THE DATA Block Start

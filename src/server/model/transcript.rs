//! Transcript inputs and outputs.

use chrono::{DateTime, Utc};

/// One message of channel history, independent of the Discord client types.
#[derive(Debug, Clone, PartialEq)]
pub struct HistoryMessage {
    pub id: u64,
    /// Author tag as displayed in the transcript.
    pub author: String,
    pub content: String,
    pub timestamp: DateTime<Utc>,
    /// Number of rich embeds attached to the message.
    pub embed_count: usize,
    /// File names of attachments. Payloads are never inlined.
    pub attachments: Vec<String>,
}

/// Rendered transcript ready to be attached to the audit log.
#[derive(Debug, Clone, PartialEq)]
pub struct Transcript {
    pub file_name: String,
    pub content: String,
    /// Number of messages included.
    pub message_count: usize,
}
use crate::server::{
    data::guild_config::GuildConfigStore, error::config::ConfigError,
    model::guild_config::GuildConfig,
};

mod load;
mod save;
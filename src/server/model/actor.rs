//! The member behind an interaction, reduced to what access checks need.

use serenity::all::Member;

/// Guild member who triggered an interaction.
#[derive(Debug, Clone, PartialEq, Eq)]
pub struct Actor {
    /// Discord user id.
    pub user_id: u64,
    /// Username, used for channel names.
    pub name: String,
    /// Role ids the member holds.
    pub role_ids: Vec<u64>,
    /// Whether the member has the Administrator permission in the channel.
    pub is_admin: bool,
}

impl Actor {
    /// Builds an actor from the member attached to an interaction.
    ///
    /// Interaction members carry their resolved channel permissions, which is where the
    /// administrator flag comes from.
    pub fn from_member(member: &Member) -> Self {
        Self {
            user_id: member.user.id.get(),
            name: member.user.name.clone(),
            role_ids: member.roles.iter().map(|role| role.get()).collect(),
            is_admin: member
                .permissions
                .is_some_and(|permissions| permissions.administrator()),
        }
    }

    /// Whether the actor holds `role_id`. An unset role is never held.
    pub fn has_role(&self, role_id: Option<u64>) -> bool {
        role_id.is_some_and(|role_id| self.role_ids.contains(&role_id))
    }
}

THE DATA Block End

» **PROBLEM TO SOLVE**
Repeat the listing in its entirety, keeping each line as it is.

» **RESPONSE TO THIS EXERCISE**
filename src/server/model/transcript.rs
//! Transcript inputs and outputs.

use chrono::{DateTime, Utc};

/// One message of channel history, independent of the Discord client types.
#[derive(Debug, Clone, PartialEq)]
pub struct HistoryMessage {
    pub id: u64,
    /// Author tag as displayed in the transcript.
    pub author: String,
    pub content: String,
    pub timestamp: DateTime<Utc>,
    /// Number of rich embeds attached to the message.
    pub embed_count: usize,
    /// File names of attachments. Payloads are never inlined.
    pub attachments: Vec<String>,
}

/// Rendered transcript ready to be attached to the audit log.
#[derive(Debug, Clone, PartialEq)]
pub struct Transcript {
    pub file_name: String,
    pub content: String,
    /// Number of messages included.
    pub message_count: usize,
}
use crate::server::{
    data::guild_config::GuildConfigStore, error::config::ConfigError,
    model::guild_config::GuildConfig,
};

mod load;
mod save;
filename src/server/model/actor.rs
//! The member behind an interaction, reduced to what access checks need.

use serenity::all::Member;

/// Guild member who triggered an interaction.
#[derive(Debug, Clone, PartialEq, Eq)]
pub struct Actor {
    /// Discord user id.
    pub user_id: u64,
    /// Username, used for channel names.
    pub name: String,
    /// Role ids the member holds.
    pub role_ids: Vec<u64>,
    /// Whether the member has the Administrator permission in the channel.
    pub is_admin: bool,
}

impl Actor {
    /// Builds an actor from the member attached to an interaction.
    ///
    /// Interaction members carry their resolved channel permissions, which is where the
    /// administrator flag comes from.
    pub fn from_member(member: &Member) -> Self {
        Self {
            user_id: member.user.id.get(),
            name: member.user.name.clone(),
            role_ids: member.roles.iter().map(|role| role.get()).collect(),
            is_admin: member
                .permissions
                .is_some_and(|permissions| permissions.administrator()),
        }
    }

    /// Whether the actor holds `role_id`. An unset role is never held.
    pub fn has_role(&self, role_id: Option<u64>) -> bool {
        role_id.is_some_and(|role_id| self.role_ids.contains(&role_id))
    }
}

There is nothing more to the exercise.